Royal-Memorial Stadium saw alcohol sales jump more than 70% in 2016, with Texas Longhorns fans selecting Miller Lite and Coors Light as their beers of choice.
According to a new report from the Austin American-Statesman, alcohol sales increased over 70 percent during the 2016 season compared to 2015. Texas generated $3.1 million in revenue from beer, wine and liquor sold at football games.
The leader for most popular beer at Royal-Memorial? It’s a close race, but Miller Lite takes the cake, selling 98,535 during the season. Coors Light comes in a close second place selling 95,096 in the stadium. As a Silver Bullet man myself, I was happy to see such a close race.
But, frankly, seeing Miller Lite as #1 surprised me. My guess for order of sales would have been: Bud Light, Coors Light, [big gap], Miller Lite. I’ve always viewed Miller Lite as the beer you drink when you go to vendors right before they’re about to stop selling alcohol and they say, “Sir, all we have left is Miller Lite.” For a moment, the world seems to stop, you drunkenly go through the pros and cons, and ultimately decide that you’re pretty drunk anyway so the Miller Lite will go down with enough ease to make maintaining your buzz worth it.
Maybe, UT fans are so drunk heading into the games they go for the Miller Lite because it’s cheaper and saves them money? I have no idea, but I am fascinated by this and will be thinking about it the rest of the day. Hell, it might even keep me up tonight.
Anyway, coming in at distant third was Bud Light, with just 34,257 sales. Other beers solid, according to Texas records, include 1,411 Shiner Bocks, 952 Lone Stars and 741 Michelob Ultras.
NOW, the least popular beer sold at Texas football games: BUD Heavy. For the entire season, Royal-Memorial Stadium sold a grand total of 89 Budweisers. Holy shit. That’s laughably embarrassing. Remember when they were the “King of Beers”?
Even these excellent puppy Super Bowl commercials can’t get people to suck down a Bud heavy.
It’s got to be that Longhorns fans simply don’t enjoy bud mud the morning after a game (Urban Dictionary, if you must). I just can’t come up with any other reason for such horrendous sales.
As for which game sold the most beers: the season opener against No. 10 Notre Dame when the Longhorns won 50-47 in double overtime. Texas rolled in $701,234 in alcohol revenue that evening. The rest of the season saw sales between from $424,000 to $520,000 for West Virginia.

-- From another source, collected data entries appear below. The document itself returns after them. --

//! Boundary to the Kubernetes API: the Secret holding the [`CertificateRecord`], and the objects that carry the CA bundle

use std::collections::BTreeMap;

use async_trait::async_trait;
use snafu::Snafu;
use stackable_operator::{
    k8s_openapi::{
        api::{admissionregistration::v1::MutatingWebhookConfiguration, core::v1::Secret},
        apiextensions_apiserver::pkg::apis::apiextensions::v1::CustomResourceDefinition,
        ByteString,
    },
    kube::{self, api::entry, runtime::reflector::ObjectRef},
};

use crate::material::CertificateRecord;

pub mod kube_api;
#[cfg(test)]
pub mod memory;

pub use kube_api::KubeStore;

pub const ROOT_KEY: &str = "ca.key";
pub const ROOT_CERT: &str = "ca.crt";
pub const ROOT_CERT_PRIOR: &str = "ca.crt.old";
pub const SERVER_KEY: &str = "tls.key";
pub const SERVER_CERT: &str = "tls.crt";

#[derive(Debug, Snafu)]
#[snafu(visibility(pub(crate)))]
pub enum Error {
    #[snafu(display("failed to load certificates from {secret}"))]
    LoadSecret {
        source: kube::Error,
        secret: ObjectRef<Secret>,
    },

    #[snafu(display("failed to save certificates to {secret}"))]
    SaveSecret {
        source: entry::CommitError,
        secret: ObjectRef<Secret>,
    },

    #[snafu(display("failed to list CustomResourceDefinitions"))]
    ListCrds { source: kube::Error },

    #[snafu(display("failed to get {config}"))]
    GetWebhookConfiguration {
        source: kube::Error,
        config: ObjectRef<MutatingWebhookConfiguration>,
    },

    #[snafu(display("failed to update {crd}"))]
    ReplaceCrd {
        source: kube::Error,
        crd: ObjectRef<CustomResourceDefinition>,
    },

    #[snafu(display("failed to update {config}"))]
    ReplaceWebhookConfiguration {
        source: kube::Error,
        config: ObjectRef<MutatingWebhookConfiguration>,
    },
}
pub type Result<T, E = Error> = std::result::Result<T, E>;

/// Persists the [`CertificateRecord`] under a fixed name and namespace. Holds no renewal policy.
#[async_trait]
pub trait CertificateStore: Send + Sync {
    /// Returns `None` if nothing has been stored yet.
    async fn load(&self) -> Result<Option<CertificateRecord>>;

    /// Creates the record, or updates its fields in place, leaving unrelated data alone.
    async fn save(&self, record: &CertificateRecord) -> Result<()>;
}

/// Reads and writes back the objects that carry the CA bundle.
#[async_trait]
pub trait DependentStore: Send + Sync {
    async fn list_crds(&self) -> Result<Vec<CustomResourceDefinition>>;

    /// Returns `None` if there is no MutatingWebhookConfiguration called `name`.
    async fn get_webhook_configuration(
        &self,
        name: &str,
    ) -> Result<Option<MutatingWebhookConfiguration>>;

    /// Writes back the whole object, failing if it was modified since it was read.
    async fn replace_crd(&self, crd: &CustomResourceDefinition) -> Result<()>;

    /// Writes back the whole object, failing if it was modified since it was read.
    async fn replace_webhook_configuration(
        &self,
        config: &MutatingWebhookConfiguration,
    ) -> Result<()>;
}

impl CertificateRecord {
    /// Reads the managed keys out of Secret data, missing keys are treated as absent.
    pub fn from_secret_data(data: &BTreeMap<String, ByteString>) -> Self {
        let field = |key: &str| data.get(key).map_or_else(Vec::new, |value| value.0.clone());
        Self {
            root_key: field(ROOT_KEY),
            root_cert: field(ROOT_CERT),
            root_cert_prior: field(ROOT_CERT_PRIOR),
            server_key: field(SERVER_KEY),
            server_cert: field(SERVER_CERT),
        }
    }

    /// Writes all managed keys into Secret data, any other keys are kept.
    pub fn write_secret_data(&self, data: &mut BTreeMap<String, ByteString>) {
        for (key, value) in [
            (ROOT_KEY, &self.root_key),
            (ROOT_CERT, &self.root_cert),
            (ROOT_CERT_PRIOR, &self.root_cert_prior),
            (SERVER_KEY, &self.server_key),
            (SERVER_CERT, &self.server_cert),
        ] {
            data.insert(key.to_string(), ByteString(value.clone()));
        }
    }
}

I am not totally shocked that the Notre Dame game blew the rest out of the water because it was a capacity crowd and a warm night. But, I’d figured people were so locked into that game there was little time to get out of your seat to go buy a beer? I’d think that maybe a game like Kansas or TCU would send people right to the vendors on multiple occasions. Those were tough ones to watch.